In a fresh forecast on Wednesday, banking group Nordea said it expected GDP in Sweden, which holds general elections on Sunday, to shrink 0.5% in 2023 after growth of 3.0% this year, with the balance of risk on the downside.

Headline inflation will hit 10%, Nordea said, and the Riksbank will hike its policy rate more aggressively than currently forecast, with a peak of 2.50%.

"We think the Riksbank will hike by 75 basis points in September, 75 basis points in November and 25 basis points in February next year," Nordea economist Torbjorn Isaksson said.

The benchmark rate is currently at 0.75% and the Riksbank forecasts a peak at around 2%.

Higher rates will have a knock-on effect on house prices which several banks predict will fall by around 15% from a peak in the spring of this year.

"There are tough times ahead for households," Isaksson said.

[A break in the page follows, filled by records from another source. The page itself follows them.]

//! Node/edge storage for the compressed trie.
//!
//! A [`Node`] owns its outgoing [`Edge`]s, and every edge owns its child
//! node outright. There are no parent links or shared handles: the tree is
//! dropped as a whole together with the trie that owns the root.
//!
//! Two invariants are maintained by the insertion code in `trie.rs`:
//!
//! - Edge labels at one node never share a non-empty common prefix, so two
//!   distinct edges always diverge at their first byte.
//! - Edges are ordered by descending [`Node::subtree_max_frequency`] of
//!   their child. Pruned enumeration depends on this ordering.

/// One point in the compressed trie.
#[derive(Debug, Clone, Default)]
pub struct Node {
    pub(crate) edges: Vec<Edge>,
    pub(crate) terminal_frequency: u64,
    pub(crate) subtree_max_frequency: u64,
}

/// A labelled link from a node to the child it owns.
#[derive(Debug, Clone)]
pub struct Edge {
    pub(crate) label: Box<[u8]>,
    pub(crate) child: Node,
}

impl Node {
    /// A node that terminates a term with `frequency` and has no children.
    pub(crate) fn leaf(frequency: u64) -> Self {
        Self {
            edges: Vec::new(),
            terminal_frequency: frequency,
            subtree_max_frequency: frequency,
        }
    }

    /// Frequency of the term ending exactly here, `0` for a pure branch point.
    #[inline]
    pub fn terminal_frequency(&self) -> u64 {
        self.terminal_frequency
    }

    /// Largest terminal frequency found in this node or any descendant.
    #[inline]
    pub fn subtree_max_frequency(&self) -> u64 {
        self.subtree_max_frequency
    }

    #[inline]
    pub fn is_terminal(&self) -> bool {
        self.terminal_frequency > 0
    }

    /// Outgoing edges, highest subtree bound first.
    #[inline]
    pub fn edges(&self) -> &[Edge] {
        &self.edges
    }

    /// Raises the subtree bound to at least `frequency`. Never lowers it.
    #[inline]
    pub(crate) fn raise_bound(&mut self, frequency: u64) {
        self.subtree_max_frequency = self.subtree_max_frequency.max(frequency);
    }

    /// Moves the edge at `idx` towards the front while its predecessor has a
    /// strictly smaller bound. Returns the edge's new index.
    ///
    /// Only the edge at `idx` may have had its bound raised since the list
    /// was last sorted; equal bounds keep their relative order.
    pub(crate) fn sift_edge_forward(&mut self, mut idx: usize) -> usize {
        let bound = self.edges[idx].child.subtree_max_frequency;
        while idx > 0 && self.edges[idx - 1].child.subtree_max_frequency < bound {
            self.edges.swap(idx - 1, idx);
            idx -= 1;
        }
        idx
    }
}

impl Edge {
    pub(crate) fn new(label: impl Into<Box<[u8]>>, child: Node) -> Self {
        Self {
            label: label.into(),
            child,
        }
    }

    #[inline]
    pub fn label(&self) -> &[u8] {
        &self.label
    }

    #[inline]
    pub fn child(&self) -> &Node {
        &self.child
    }
}

/// Length of the longest common prefix of `a` and `b`.
#[inline]
pub(crate) fn common_prefix_len(a: &[u8], b: &[u8]) -> usize {
    a.iter().zip(b).take_while(|(x, y)| x == y).count()
}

The soaring inflation, above all for energy, has joined crime at the heart of Sweden's election campaign where the Social Democrat-led government and its allies are running neck-and-neck with the right-wing opposition.

Separate data on Wednesday showed household consumption fell 1.5% in July versus the previous month. Private production was robust, boosted by industries, but the construction sector slowed sharply.